Some ethnic minorities with type 1 diabetes (T1D) have worse glycemic control (higher glycated hemoglobin (HbA1c)) and increased risk for vascular complications. There is limited evidence on the impact of ethnicity on early glycemic control when most patients experience transient remission postdiagnosis. We examined associations between ethnicity and longitudinal HbA1c trajectories during the first 6 months postdiagnosis in a multiethnic cohort in East London.

Research design and methods Data on 443 (50% female) children <19 years of age, with T1D and attending one of three clinics in East London between January 2005 and December 2015 were included. Linear mixed-effects modeling was used to assess ethnic differences in longitudinal HbA1c trajectories during the first 6 months postdiagnosis (1,028 HbA1c data points), adjusting for sex, age at diagnosis, socioeconomic status and pH at diagnosis. Growth curve modeling was used to plot discrete HbA1c trajectories by ethnicity.

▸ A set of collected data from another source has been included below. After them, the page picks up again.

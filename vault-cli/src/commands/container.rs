use crate::app::CliApp;
use crate::cli::ContainerCommand;
use crate::utils::print_json;
use tracing::info;
use vault_core::models::ContainerQuery;

/// 处理保护容器相关命令
pub async fn handle_container_command(app: &CliApp, command: ContainerCommand) -> anyhow::Result<()> {
    match command {
        ContainerCommand::List {
            container_type,
            management_type,
            status,
            name,
            resource_group,
        } => {
            let query = ContainerQuery {
                container_type,
                backup_management_type: management_type,
                status,
                name,
                resource_group,
            };
            let containers = app.manager.list_containers(query).await?;
            info!("📦 共 {} 个保护容器", containers.len());
            print_json(&containers)
        }
    }
}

Results Longitudinal modeling revealed that all ethnic minorities had higher mean HbA1c at diagnosis compared with White children and highest in Bangladeshi (9.7 mmol/mol, 95% CI 5.1 to 14.3), Asian-Other (5.8 mmol/mol, 95% CI 2.2 to 9.3) and Somali (5.2 mmol/mol, 95% CI 0.1 to 10.2) children, and these differences persisted over the 6-month period after diagnosis. During the first month, HbA1c decreased on average by 19.6 mmol/mol (95% CI −21 to −18) for all children. Population averaged HbA1c decreased between diagnosis and 4 months, followed by a gradual increase in HbA1c levels (mean difference of −30 mmol/mol between diagnosis and 6 months).

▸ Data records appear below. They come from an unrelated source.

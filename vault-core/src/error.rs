use thiserror::Error;

pub type Result<T> = std::result::Result<T, VaultError>;

#[derive(Error, Debug)]
pub enum VaultError {
    #[error("参数无效 [{field}]: {message}")]
    InvalidArgument { field: String, message: String },

    #[error("不支持的操作: {0}")]
    NotSupported(String),

    #[error("远程操作失败: {operation}, 错误码: {code}, 信息: {message}")]
    RemoteOperationFailed {
        operation: String,
        code: String,
        message: String,
    },

    #[error("网络传输错误: {0}")]
    Transport(#[from] reqwest::Error),

    #[error("资源未找到: {0}")]
    NotFound(String),

    #[error("API请求失败: {status} {code} - {message}")]
    Api {
        status: u16,
        code: String,
        message: String,
    },

    #[error("服务端响应无效: {0}")]
    InvalidResponse(String),

    #[error("操作已取消: {0}")]
    Cancelled(String),

    #[error("操作跟踪超时: {0}")]
    Timeout(String),

    #[error("配置错误: {0}")]
    Config(#[from] toml::de::Error),

    #[error("配置无效: {0}")]
    InvalidConfig(String),

    #[error("IO 错误: {0}")]
    Io(#[from] std::io::Error),

    #[error("序列化错误: {0}")]
    Serde(#[from] serde_json::Error),

    #[error("URL 解析错误: {0}")]
    Url(#[from] url::ParseError),

    #[error("{} 个操作失败", .0.len())]
    Aggregate(Vec<VaultError>),
}

/// 错误大类，供调用方决定如何上报
#[derive(Debug, Clone, Copy, PartialEq, Eq)]
pub enum ErrorCategory {
    InvalidArgument,
    NotSupported,
    RemoteOperationFailed,
    Transport,
    Other,
}

impl VaultError {
    pub fn invalid_argument(field: impl Into<String>, message: impl Into<String>) -> Self {
        Self::InvalidArgument {
            field: field.into(),
            message: message.into(),
        }
    }

    pub fn not_supported(msg: impl Into<String>) -> Self {
        Self::NotSupported(msg.into())
    }

    pub fn not_found(msg: impl Into<String>) -> Self {
        Self::NotFound(msg.into())
    }

    pub fn invalid_response(msg: impl Into<String>) -> Self {
        Self::InvalidResponse(msg.into())
    }

    pub fn remote_failed(
        operation: impl Into<String>,
        code: impl Into<String>,
        message: impl Into<String>,
    ) -> Self {
        Self::RemoteOperationFailed {
            operation: operation.into(),
            code: code.into(),
            message: message.into(),
        }
    }

    /// 将多个错误合并；只有一个时直接返回该错误
    pub fn aggregate(mut errors: Vec<VaultError>) -> Self {
        if errors.len() == 1 {
            if let Some(single) = errors.pop() {
                return single;
            }
        }
        Self::Aggregate(errors)
    }

    /// 递归展开聚合错误，逐个返回内部原因
    pub fn causes(&self) -> Vec<&VaultError> {
        match self {
            Self::Aggregate(inner) => inner.iter().flat_map(|e| e.causes()).collect(),
            other => vec![other],
        }
    }

    pub fn category(&self) -> ErrorCategory {
        match self {
            Self::InvalidArgument { .. } | Self::NotFound(_) => ErrorCategory::InvalidArgument,
            Self::NotSupported(_) => ErrorCategory::NotSupported,
            Self::RemoteOperationFailed { .. } | Self::Api { .. } => {
                ErrorCategory::RemoteOperationFailed
            }
            Self::Transport(_) => ErrorCategory::Transport,
            _ => ErrorCategory::Other,
        }
    }

    pub fn is_not_found(&self) -> bool {
        matches!(self, Self::NotFound(_))
    }
}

Conclusions Ethnic minorities present with higher HbA1c at diagnosis, with the largest mean differences observed in Bangladeshi, Asian-Other and Somali children. These higher levels (indicating poorer glycemic control) track into the first 6 months postdiagnosis.

  • diabetes mellitus
  • type 1
  • ethnicity
  • glycaemic control
  • HbA1c
  • inequalities
  • United Kingdom

This is an Open Access article distributed in accordance with the Creative Commons Attribution Non Commercial (CC BY-NC 4.0) license, which permits others to distribute, remix, adapt, build upon this work non-commercially, and license their derivative works on different terms, provided the original work is properly cited and the use is non-commercial. See:

Statistics from

Request Permissions

If you wish to reuse any or all of this article please use the link below which will take you to the Copyright Clearance Center’s RightsLink service. You will be able to get a quick price and instant permission to reuse the content in many different ways.

Significance of this study

What is already known about this subject?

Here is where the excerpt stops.